In the listing below, print exactly the lines from the first through the one that contains "of one batch.".

* [Dataset]
☆ ☆ ☆ ☆ ☆

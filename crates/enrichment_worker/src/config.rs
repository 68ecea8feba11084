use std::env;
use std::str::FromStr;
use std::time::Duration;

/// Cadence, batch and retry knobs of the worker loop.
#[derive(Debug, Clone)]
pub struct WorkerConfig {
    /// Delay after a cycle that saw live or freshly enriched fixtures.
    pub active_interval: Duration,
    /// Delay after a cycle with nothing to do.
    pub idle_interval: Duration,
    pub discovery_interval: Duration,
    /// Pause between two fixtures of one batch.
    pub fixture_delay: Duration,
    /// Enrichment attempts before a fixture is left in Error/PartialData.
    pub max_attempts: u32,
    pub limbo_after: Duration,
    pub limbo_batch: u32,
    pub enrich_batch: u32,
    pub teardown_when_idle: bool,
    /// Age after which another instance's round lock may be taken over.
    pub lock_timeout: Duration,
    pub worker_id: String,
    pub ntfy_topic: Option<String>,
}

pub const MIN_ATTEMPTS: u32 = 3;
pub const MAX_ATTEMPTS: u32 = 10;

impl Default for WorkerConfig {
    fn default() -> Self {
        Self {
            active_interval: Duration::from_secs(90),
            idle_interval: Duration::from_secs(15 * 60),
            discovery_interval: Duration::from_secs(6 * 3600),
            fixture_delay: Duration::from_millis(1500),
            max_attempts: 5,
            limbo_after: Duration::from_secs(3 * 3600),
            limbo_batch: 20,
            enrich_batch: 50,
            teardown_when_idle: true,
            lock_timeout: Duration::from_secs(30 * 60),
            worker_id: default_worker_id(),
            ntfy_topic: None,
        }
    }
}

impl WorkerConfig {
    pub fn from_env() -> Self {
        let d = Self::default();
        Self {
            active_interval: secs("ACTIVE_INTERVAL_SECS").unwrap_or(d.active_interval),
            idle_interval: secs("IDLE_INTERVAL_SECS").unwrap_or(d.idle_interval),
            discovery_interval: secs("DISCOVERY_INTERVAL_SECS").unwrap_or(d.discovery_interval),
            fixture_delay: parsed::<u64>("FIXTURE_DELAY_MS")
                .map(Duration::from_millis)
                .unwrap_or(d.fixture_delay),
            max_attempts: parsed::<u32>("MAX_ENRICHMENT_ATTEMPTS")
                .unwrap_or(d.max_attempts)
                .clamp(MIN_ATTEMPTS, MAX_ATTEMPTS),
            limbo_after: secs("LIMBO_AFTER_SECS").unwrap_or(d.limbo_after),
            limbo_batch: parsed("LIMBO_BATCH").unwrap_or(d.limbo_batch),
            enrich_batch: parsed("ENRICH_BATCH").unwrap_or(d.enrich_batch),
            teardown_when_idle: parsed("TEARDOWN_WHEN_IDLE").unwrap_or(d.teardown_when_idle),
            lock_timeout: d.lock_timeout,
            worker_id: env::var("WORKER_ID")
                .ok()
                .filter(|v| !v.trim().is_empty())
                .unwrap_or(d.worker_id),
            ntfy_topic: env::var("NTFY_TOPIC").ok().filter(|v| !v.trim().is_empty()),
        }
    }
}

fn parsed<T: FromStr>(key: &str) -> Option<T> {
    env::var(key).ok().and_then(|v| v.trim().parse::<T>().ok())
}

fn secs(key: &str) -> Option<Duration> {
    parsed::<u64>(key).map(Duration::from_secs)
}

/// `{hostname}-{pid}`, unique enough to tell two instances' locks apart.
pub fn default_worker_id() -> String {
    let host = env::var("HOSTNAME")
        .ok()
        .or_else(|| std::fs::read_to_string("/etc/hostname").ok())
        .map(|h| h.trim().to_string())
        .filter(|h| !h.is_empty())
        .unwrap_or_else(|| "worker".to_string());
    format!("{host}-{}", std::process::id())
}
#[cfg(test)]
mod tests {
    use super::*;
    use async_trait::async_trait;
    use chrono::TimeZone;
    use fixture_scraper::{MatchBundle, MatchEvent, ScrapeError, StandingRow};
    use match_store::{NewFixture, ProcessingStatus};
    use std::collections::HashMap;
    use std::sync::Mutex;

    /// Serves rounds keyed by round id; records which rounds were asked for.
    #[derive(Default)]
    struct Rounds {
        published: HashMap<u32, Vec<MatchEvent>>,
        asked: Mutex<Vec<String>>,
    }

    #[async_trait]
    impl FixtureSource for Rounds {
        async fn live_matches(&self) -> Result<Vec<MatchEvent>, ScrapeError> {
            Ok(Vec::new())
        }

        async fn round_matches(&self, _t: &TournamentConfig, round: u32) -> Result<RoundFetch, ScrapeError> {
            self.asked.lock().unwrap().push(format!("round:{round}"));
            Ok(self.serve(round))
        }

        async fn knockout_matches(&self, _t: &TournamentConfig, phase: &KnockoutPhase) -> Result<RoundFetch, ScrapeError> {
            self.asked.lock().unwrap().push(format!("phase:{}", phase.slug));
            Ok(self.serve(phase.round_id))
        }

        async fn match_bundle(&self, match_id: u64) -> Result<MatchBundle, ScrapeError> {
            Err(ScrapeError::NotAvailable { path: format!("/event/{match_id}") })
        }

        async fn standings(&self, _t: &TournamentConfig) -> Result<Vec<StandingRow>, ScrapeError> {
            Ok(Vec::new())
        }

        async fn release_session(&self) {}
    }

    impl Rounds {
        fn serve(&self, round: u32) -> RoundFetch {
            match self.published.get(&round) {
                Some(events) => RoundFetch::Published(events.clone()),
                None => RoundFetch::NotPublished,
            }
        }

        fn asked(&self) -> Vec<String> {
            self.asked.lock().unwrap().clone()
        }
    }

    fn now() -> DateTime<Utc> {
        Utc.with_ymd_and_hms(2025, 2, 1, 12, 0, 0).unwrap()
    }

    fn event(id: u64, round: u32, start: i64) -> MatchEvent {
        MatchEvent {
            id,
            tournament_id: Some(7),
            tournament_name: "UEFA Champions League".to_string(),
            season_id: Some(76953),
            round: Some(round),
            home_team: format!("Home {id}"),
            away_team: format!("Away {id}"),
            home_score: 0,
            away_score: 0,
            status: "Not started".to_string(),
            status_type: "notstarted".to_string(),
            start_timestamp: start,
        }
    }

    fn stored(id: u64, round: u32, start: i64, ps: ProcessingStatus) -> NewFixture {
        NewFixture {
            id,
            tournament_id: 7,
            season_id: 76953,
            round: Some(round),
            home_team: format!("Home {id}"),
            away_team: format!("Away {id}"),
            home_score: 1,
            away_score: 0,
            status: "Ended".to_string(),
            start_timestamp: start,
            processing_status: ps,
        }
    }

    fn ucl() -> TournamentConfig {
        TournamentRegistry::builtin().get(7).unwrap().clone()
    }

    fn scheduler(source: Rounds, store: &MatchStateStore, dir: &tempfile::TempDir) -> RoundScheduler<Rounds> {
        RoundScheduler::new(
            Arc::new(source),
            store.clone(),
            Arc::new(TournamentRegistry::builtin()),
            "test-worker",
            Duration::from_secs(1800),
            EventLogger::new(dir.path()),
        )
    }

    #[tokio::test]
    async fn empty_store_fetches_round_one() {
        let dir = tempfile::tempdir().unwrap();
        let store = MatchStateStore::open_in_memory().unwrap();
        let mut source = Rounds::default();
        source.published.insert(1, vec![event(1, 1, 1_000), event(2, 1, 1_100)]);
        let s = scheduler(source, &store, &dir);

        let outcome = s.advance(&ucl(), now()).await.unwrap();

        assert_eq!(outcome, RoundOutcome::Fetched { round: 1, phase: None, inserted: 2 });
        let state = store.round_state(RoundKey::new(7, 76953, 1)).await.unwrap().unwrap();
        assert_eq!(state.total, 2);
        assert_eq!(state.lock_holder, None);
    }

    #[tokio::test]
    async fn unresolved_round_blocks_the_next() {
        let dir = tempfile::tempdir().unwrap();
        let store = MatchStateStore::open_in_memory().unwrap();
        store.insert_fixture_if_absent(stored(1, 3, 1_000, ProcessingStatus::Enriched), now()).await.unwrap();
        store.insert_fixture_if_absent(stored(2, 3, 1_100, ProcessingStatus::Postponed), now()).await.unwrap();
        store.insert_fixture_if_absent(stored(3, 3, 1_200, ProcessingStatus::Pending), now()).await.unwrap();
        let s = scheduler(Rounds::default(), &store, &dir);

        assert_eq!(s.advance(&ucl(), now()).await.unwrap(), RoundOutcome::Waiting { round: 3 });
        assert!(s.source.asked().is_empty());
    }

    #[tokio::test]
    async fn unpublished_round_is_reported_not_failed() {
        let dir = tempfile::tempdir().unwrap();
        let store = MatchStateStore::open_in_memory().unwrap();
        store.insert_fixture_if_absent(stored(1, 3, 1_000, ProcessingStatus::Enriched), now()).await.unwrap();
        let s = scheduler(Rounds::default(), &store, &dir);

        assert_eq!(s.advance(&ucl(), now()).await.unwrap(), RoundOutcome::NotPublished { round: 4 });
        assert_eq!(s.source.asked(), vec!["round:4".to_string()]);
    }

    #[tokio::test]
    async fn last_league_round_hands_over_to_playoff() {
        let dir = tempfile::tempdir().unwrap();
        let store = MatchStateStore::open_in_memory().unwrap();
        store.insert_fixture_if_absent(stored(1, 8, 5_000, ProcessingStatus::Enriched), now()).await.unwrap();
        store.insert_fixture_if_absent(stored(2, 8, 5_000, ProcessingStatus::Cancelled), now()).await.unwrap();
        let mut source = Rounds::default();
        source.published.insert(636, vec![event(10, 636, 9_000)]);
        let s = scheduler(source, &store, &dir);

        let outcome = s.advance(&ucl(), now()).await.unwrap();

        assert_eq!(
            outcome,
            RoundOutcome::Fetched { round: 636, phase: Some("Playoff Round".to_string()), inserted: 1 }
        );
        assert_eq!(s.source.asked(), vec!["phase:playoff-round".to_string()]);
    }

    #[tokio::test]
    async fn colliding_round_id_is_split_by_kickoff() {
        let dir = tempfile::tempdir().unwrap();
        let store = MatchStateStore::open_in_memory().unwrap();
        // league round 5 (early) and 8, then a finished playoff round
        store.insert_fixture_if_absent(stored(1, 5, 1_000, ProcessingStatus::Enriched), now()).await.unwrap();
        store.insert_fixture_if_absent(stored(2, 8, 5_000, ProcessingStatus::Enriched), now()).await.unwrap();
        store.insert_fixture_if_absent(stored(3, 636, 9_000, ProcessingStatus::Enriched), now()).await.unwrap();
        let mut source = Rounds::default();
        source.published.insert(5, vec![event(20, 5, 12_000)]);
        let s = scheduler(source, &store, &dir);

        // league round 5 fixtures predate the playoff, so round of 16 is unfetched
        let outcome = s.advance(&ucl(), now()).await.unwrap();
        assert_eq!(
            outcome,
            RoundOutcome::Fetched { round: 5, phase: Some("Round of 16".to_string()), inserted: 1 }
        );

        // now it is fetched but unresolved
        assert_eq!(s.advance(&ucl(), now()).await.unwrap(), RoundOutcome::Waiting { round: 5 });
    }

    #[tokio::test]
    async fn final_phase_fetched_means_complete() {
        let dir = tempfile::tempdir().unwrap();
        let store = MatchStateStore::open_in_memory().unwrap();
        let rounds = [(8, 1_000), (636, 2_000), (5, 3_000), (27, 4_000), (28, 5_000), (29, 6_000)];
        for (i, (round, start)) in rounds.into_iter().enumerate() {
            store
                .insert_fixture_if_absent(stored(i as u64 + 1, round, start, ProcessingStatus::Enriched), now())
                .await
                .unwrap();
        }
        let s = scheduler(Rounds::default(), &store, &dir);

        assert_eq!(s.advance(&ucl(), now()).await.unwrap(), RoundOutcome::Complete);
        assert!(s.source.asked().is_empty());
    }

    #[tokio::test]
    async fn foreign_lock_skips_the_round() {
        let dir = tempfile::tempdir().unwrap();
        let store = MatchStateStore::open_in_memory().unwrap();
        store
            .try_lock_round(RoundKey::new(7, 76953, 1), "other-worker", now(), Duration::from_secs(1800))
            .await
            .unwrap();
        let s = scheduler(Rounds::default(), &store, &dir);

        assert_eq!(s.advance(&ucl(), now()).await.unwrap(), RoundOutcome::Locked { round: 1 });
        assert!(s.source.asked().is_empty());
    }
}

☆ ☆ ☆ ☆ ☆

* [Task output]
filename crates/enrichment_worker/src/config.rs
repository 68ecea8feba11084
use std::env;
use std::str::FromStr;
use std::time::Duration;

/// Cadence, batch and retry knobs of the worker loop.
#[derive(Debug, Clone)]
pub struct WorkerConfig {
    /// Delay after a cycle that saw live or freshly enriched fixtures.
    pub active_interval: Duration,
    /// Delay after a cycle with nothing to do.
    pub idle_interval: Duration,
    pub discovery_interval: Duration,
    /// Pause between two fixtures of one batch.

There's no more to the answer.